(What the exercise asks): List all lines in the material below that contain "const".

(Source data):
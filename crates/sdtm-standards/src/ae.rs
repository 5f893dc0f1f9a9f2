#![deny(unsafe_code)]

//! AE: Adverse Events.
//!
//! Study → Participant → AdverseEvent, one record per event.

use anyhow::Result;
use sdtm_core::{DomainObject, ExportDefinition, NodeDescriptor, SortOrder};
use sdtm_model::{ConfigurationError, PartialRecord, Variable, VariableSpec, VariableType};

use crate::common::{
    PARTICIPANT, PARTICIPANT_RELATION, PARTICIPANTS_RELATION, STUDY, STUDY_RELATION, optional,
    required, study_id, usubjid,
};

pub const RECORD_TYPE: &str = "AdverseEvent";
pub const RELATION: &str = "adverse_events";

#[derive(Debug, Clone, Copy, PartialEq, Eq, PartialOrd, Ord, Hash)]
pub enum Ae {
    Studyid,
    Domain,
    Usubjid,
    Aeseq,
    Aeterm,
    Aedecod,
    Aesev,
    Aeser,
    Aerel,
    Aeout,
    Aestdtc,
    Aeendtc,
}

impl Variable for Ae {
    const ALL: &'static [Self] = &[
        Ae::Studyid,
        Ae::Domain,
        Ae::Usubjid,
        Ae::Aeseq,
        Ae::Aeterm,
        Ae::Aedecod,
        Ae::Aesev,
        Ae::Aeser,
        Ae::Aerel,
        Ae::Aeout,
        Ae::Aestdtc,
        Ae::Aeendtc,
    ];

    fn spec(self) -> VariableSpec {
        match self {
            Ae::Studyid => {
                VariableSpec::new("STUDYID", "Study Identifier", VariableType::String).with_length(20)
            }
            Ae::Domain => {
                VariableSpec::new("DOMAIN", "Domain Abbreviation", VariableType::String).with_length(2)
            }
            Ae::Usubjid => {
                VariableSpec::new("USUBJID", "Unique Subject Identifier", VariableType::String)
                    .with_length(40)
            }
            Ae::Aeseq => VariableSpec::new("AESEQ", "Sequence Number", VariableType::Integer),
            Ae::Aeterm => {
                VariableSpec::new("AETERM", "Reported Term for the Adverse Event", VariableType::String)
                    .with_length(200)
            }
            Ae::Aedecod => {
                VariableSpec::new("AEDECOD", "Dictionary-Derived Term", VariableType::String)
                    .with_length(200)
            }
            Ae::Aesev => VariableSpec::new("AESEV", "Severity/Intensity", VariableType::String)
                .with_length(8),
            // Y/N flag; booleans render as Y/N in string columns.
            Ae::Aeser => VariableSpec::new("AESER", "Serious Event", VariableType::String)
                .with_length(1),
            Ae::Aerel => VariableSpec::new("AEREL", "Causality", VariableType::String)
                .with_length(40),
            Ae::Aeout => VariableSpec::new("AEOUT", "Outcome of Adverse Event", VariableType::String)
                .with_length(40),
            Ae::Aestdtc => {
                VariableSpec::new("AESTDTC", "Start Date/Time of Adverse Event", VariableType::DateTime)
            }
            Ae::Aeendtc => {
                VariableSpec::new("AEENDTC", "End Date/Time of Adverse Event", VariableType::DateTime)
            }
        }
    }
}

/// Builds the AE export definition.
pub fn definition<O: DomainObject + 'static>() -> Result<ExportDefinition<Ae, O>, ConfigurationError> {
    ExportDefinition::builder("AE", "Adverse Events")
        .domain_variable(Ae::Domain)
        .sequence_variable(Ae::Aeseq)
        .node(NodeDescriptor::root(STUDY, PARTICIPANTS_RELATION))
        .node(NodeDescriptor::branch(PARTICIPANT, RELATION, STUDY_RELATION))
        .node(NodeDescriptor::leaf(RECORD_TYPE, PARTICIPANT_RELATION))
        .visitor(STUDY, visit_study::<O>)
        .visitor(PARTICIPANT, visit_participant::<O>)
        .visitor(RECORD_TYPE, visit_event::<O>)
        .sort_by(Ae::Usubjid, SortOrder::Ascending)
        .build()
}

fn visit_study<O: DomainObject>(study: &O) -> Result<PartialRecord<Ae>> {
    Ok(PartialRecord::new().with(Ae::Studyid, study_id(study)?))
}

fn visit_participant<O: DomainObject>(participant: &O) -> Result<PartialRecord<Ae>> {
    Ok(PartialRecord::new().with(Ae::Usubjid, usubjid(participant)?))
}

fn visit_event<O: DomainObject>(event: &O) -> Result<PartialRecord<Ae>> {
    Ok(PartialRecord::new()
        .with(Ae::Aeterm, required(event, "term")?)
        .with(Ae::Aedecod, optional(event, "decoded_term"))
        .with(Ae::Aesev, optional(event, "severity"))
        .with(Ae::Aeser, optional(event, "serious"))
        .with(Ae::Aerel, optional(event, "causality"))
        .with(Ae::Aeout, optional(event, "outcome"))
        .with(Ae::Aestdtc, optional(event, "start_date"))
        .with(Ae::Aeendtc, optional(event, "end_date")))
}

(Answer section):
pub const RECORD_TYPE: &str = "AdverseEvent";
pub const RELATION: &str = "adverse_events";
    const ALL: &'static [Self] = &[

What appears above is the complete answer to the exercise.